> **Your objective**: Search the records for the string "collect" and copy every line where it turns up.

── Data for analysis

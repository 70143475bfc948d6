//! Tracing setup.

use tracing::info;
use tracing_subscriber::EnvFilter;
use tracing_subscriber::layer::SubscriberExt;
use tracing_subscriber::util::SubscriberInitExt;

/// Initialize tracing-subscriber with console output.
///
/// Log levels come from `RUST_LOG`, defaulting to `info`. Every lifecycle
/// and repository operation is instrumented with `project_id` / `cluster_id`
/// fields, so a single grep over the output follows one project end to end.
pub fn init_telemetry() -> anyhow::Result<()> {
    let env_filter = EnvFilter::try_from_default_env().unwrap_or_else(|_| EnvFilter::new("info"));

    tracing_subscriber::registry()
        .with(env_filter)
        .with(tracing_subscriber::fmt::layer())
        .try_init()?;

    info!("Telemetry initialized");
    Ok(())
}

────
── Data for analysis

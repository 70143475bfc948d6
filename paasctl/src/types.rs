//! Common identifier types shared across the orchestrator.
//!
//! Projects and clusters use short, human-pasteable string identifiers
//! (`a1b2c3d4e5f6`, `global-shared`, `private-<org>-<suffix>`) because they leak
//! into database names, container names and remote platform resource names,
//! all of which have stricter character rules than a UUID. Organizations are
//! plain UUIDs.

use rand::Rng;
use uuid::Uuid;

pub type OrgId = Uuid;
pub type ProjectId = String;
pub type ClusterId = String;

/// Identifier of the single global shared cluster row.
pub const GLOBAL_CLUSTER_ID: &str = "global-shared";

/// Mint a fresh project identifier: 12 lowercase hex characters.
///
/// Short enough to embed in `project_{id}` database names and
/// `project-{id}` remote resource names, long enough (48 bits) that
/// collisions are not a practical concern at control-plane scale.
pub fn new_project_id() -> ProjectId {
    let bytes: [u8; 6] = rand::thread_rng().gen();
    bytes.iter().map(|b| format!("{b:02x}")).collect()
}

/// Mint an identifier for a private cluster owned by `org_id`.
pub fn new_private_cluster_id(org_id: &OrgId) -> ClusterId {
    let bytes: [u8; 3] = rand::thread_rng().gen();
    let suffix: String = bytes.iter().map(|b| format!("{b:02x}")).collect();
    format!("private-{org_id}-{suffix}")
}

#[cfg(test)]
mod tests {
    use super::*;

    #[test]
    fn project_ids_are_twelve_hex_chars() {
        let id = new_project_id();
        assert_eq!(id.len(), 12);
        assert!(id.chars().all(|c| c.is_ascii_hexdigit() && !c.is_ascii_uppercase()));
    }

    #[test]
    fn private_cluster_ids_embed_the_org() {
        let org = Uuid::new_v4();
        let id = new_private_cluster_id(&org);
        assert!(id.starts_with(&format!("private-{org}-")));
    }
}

────
── Data for analysis

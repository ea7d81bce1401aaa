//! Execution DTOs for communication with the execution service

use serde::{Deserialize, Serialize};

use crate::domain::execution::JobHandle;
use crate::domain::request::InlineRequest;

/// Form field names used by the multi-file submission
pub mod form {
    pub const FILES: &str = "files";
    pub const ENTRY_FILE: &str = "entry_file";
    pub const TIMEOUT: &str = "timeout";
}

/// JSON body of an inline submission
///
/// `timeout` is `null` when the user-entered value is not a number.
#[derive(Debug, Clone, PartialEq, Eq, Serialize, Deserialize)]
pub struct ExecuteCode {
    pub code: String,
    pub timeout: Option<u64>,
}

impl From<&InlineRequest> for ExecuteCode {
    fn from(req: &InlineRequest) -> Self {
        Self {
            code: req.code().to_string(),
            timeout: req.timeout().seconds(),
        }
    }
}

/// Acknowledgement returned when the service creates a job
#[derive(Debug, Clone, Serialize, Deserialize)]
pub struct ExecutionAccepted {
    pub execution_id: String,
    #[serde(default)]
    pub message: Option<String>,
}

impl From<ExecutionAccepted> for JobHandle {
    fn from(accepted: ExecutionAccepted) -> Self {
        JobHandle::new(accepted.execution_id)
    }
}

────

> **Answer for the task**:
    bytes.iter().map(|b| format!("{b:02x}")).collect()
    let suffix: String = bytes.iter().map(|b| format!("{b:02x}")).collect();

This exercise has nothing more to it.